About this exercise
Across the records, how many lines contain "HttpRouteRule"? Answer with the number alone.

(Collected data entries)

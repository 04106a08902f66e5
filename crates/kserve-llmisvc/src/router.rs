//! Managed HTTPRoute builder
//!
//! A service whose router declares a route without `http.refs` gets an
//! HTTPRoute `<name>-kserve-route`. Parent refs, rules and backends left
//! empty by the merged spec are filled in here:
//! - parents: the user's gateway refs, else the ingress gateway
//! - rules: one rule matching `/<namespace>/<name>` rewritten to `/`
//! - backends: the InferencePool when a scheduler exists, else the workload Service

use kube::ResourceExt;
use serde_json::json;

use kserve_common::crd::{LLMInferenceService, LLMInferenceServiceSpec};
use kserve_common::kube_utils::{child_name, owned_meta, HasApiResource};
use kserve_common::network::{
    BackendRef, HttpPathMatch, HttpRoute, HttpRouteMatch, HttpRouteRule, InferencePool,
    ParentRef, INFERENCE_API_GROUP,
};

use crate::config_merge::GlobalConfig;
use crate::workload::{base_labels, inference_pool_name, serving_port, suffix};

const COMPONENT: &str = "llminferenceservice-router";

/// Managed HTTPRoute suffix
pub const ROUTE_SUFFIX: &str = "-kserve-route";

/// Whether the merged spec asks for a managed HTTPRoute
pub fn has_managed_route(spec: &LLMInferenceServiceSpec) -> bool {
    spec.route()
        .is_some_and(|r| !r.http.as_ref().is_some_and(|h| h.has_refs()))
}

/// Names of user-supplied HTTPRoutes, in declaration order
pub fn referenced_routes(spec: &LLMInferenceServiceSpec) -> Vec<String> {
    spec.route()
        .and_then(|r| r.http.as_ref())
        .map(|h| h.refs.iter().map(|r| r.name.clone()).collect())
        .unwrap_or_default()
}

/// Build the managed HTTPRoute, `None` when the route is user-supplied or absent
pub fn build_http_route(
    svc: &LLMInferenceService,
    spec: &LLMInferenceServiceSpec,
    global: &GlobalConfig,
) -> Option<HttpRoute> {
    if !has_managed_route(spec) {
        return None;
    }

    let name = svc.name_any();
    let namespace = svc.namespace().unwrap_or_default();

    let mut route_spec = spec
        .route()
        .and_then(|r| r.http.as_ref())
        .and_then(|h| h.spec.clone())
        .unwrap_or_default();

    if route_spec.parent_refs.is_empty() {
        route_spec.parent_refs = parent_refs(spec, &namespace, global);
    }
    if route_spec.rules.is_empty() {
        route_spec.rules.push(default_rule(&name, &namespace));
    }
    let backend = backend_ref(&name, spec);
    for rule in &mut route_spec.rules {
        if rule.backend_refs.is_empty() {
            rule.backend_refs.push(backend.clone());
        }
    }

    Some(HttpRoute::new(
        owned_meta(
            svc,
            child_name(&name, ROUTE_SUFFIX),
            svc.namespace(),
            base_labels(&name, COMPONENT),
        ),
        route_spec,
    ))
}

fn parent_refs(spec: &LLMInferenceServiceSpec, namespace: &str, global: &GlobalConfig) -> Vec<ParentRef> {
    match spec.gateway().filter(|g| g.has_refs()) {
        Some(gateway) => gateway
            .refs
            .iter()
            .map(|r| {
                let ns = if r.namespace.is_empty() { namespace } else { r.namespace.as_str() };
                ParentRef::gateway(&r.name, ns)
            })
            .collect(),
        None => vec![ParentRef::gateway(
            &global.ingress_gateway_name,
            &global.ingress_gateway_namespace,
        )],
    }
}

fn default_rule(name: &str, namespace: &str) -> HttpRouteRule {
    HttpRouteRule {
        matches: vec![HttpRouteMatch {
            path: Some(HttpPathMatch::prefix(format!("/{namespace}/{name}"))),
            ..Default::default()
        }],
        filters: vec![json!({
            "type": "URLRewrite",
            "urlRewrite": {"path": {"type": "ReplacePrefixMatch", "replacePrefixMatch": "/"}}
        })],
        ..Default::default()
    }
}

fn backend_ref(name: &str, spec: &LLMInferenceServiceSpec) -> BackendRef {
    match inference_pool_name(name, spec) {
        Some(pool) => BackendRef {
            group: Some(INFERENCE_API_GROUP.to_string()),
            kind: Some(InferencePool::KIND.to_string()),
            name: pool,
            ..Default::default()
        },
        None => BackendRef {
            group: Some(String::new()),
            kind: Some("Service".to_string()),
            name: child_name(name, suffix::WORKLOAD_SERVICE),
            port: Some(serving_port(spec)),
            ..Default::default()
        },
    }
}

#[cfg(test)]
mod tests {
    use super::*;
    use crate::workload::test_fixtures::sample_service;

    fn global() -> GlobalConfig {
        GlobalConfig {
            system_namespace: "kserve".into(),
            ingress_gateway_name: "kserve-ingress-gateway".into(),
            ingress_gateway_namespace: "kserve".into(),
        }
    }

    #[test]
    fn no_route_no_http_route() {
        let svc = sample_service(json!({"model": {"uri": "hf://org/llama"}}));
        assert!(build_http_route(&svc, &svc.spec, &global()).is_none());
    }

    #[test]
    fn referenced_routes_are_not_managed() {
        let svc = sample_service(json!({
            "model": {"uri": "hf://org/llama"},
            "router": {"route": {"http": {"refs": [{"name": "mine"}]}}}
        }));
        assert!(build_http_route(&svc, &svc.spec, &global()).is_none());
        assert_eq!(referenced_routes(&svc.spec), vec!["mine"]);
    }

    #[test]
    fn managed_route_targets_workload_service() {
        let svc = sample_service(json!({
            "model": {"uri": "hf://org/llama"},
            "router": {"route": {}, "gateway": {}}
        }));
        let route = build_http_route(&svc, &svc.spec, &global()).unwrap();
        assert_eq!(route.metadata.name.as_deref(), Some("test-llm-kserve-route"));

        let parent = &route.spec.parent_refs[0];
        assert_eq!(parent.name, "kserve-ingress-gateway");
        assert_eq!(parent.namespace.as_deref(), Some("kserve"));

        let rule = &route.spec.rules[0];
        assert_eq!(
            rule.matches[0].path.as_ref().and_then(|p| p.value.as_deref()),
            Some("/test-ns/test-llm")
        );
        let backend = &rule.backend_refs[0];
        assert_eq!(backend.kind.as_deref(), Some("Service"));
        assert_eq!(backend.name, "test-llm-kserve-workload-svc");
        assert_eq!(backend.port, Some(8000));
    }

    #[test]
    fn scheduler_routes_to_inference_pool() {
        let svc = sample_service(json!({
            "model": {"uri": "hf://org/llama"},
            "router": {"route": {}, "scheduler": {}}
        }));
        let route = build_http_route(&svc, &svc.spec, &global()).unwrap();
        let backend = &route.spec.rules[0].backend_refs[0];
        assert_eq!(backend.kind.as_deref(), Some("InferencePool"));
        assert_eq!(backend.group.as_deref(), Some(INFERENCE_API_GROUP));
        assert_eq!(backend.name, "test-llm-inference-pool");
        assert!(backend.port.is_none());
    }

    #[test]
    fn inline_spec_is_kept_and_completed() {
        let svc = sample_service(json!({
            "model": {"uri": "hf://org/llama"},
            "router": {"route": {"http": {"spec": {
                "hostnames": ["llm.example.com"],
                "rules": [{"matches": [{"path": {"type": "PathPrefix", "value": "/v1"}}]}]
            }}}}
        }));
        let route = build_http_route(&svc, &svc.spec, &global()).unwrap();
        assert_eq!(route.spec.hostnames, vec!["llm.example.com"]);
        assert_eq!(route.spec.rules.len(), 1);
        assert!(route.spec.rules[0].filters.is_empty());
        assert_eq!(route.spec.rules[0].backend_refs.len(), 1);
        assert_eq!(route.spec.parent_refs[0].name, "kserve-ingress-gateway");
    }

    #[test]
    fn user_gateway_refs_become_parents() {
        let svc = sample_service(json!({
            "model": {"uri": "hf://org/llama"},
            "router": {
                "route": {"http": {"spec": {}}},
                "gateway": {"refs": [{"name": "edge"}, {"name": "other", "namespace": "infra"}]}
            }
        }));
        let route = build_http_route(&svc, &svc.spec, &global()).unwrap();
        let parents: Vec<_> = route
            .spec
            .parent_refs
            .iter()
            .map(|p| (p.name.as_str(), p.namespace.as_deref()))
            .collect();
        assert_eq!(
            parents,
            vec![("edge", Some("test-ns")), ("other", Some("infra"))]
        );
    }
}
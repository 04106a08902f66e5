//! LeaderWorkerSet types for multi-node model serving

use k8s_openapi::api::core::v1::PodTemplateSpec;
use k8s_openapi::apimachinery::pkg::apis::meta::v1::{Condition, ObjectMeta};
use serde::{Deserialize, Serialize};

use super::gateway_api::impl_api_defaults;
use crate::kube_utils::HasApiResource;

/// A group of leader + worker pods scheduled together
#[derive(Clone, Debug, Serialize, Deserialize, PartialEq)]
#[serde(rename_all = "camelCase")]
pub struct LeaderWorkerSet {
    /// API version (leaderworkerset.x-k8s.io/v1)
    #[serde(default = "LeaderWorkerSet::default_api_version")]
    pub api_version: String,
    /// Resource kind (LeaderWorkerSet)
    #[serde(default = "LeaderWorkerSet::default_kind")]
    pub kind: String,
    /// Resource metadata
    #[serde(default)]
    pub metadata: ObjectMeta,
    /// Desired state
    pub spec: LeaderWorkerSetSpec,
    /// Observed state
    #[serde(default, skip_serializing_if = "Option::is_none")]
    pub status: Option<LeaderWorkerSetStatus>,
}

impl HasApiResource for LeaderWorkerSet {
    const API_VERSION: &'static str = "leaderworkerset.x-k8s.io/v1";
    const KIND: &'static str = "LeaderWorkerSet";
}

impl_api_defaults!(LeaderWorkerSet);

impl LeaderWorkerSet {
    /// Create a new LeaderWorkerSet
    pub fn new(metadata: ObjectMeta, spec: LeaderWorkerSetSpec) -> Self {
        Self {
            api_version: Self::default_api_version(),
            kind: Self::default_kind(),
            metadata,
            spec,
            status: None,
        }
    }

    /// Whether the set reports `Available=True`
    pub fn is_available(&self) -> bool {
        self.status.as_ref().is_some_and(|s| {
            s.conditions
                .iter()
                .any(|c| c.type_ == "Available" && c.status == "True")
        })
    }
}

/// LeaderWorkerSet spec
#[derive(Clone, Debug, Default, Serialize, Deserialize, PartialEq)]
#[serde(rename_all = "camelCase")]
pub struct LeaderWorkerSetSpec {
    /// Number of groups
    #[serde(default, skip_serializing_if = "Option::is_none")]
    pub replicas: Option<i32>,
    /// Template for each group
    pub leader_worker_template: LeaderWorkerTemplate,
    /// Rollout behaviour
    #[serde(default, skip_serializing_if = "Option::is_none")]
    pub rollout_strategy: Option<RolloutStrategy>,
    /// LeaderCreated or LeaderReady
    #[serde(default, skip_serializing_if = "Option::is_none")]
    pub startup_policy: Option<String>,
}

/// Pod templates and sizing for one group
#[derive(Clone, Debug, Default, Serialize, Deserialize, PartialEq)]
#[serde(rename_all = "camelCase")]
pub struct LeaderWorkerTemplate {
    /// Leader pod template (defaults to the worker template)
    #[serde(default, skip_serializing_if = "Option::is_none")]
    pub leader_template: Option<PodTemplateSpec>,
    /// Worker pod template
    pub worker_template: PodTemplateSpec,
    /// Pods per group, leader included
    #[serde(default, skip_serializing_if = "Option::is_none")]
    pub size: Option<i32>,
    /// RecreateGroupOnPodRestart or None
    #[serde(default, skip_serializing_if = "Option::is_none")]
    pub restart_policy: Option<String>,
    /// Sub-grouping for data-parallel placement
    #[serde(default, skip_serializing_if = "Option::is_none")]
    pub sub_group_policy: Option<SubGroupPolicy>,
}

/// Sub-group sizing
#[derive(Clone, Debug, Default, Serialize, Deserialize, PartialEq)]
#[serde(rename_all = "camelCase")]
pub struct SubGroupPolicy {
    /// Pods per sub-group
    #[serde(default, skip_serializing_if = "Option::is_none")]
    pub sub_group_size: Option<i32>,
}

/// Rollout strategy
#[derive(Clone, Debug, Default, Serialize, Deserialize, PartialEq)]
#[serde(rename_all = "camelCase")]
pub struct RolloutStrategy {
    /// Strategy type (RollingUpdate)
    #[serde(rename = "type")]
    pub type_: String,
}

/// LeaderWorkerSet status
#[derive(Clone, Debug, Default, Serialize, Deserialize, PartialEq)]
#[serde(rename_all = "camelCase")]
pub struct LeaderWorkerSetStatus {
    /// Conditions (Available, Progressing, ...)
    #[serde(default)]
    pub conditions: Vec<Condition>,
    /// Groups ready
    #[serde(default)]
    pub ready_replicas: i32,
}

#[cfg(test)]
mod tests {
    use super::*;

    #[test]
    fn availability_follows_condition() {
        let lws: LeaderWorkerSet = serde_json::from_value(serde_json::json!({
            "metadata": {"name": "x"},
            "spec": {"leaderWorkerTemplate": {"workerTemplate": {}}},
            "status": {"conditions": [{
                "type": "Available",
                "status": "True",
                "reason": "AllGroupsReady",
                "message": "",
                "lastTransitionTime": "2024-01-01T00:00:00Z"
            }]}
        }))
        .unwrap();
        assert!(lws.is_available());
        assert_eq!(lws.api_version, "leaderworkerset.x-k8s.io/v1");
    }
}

Response to the task
3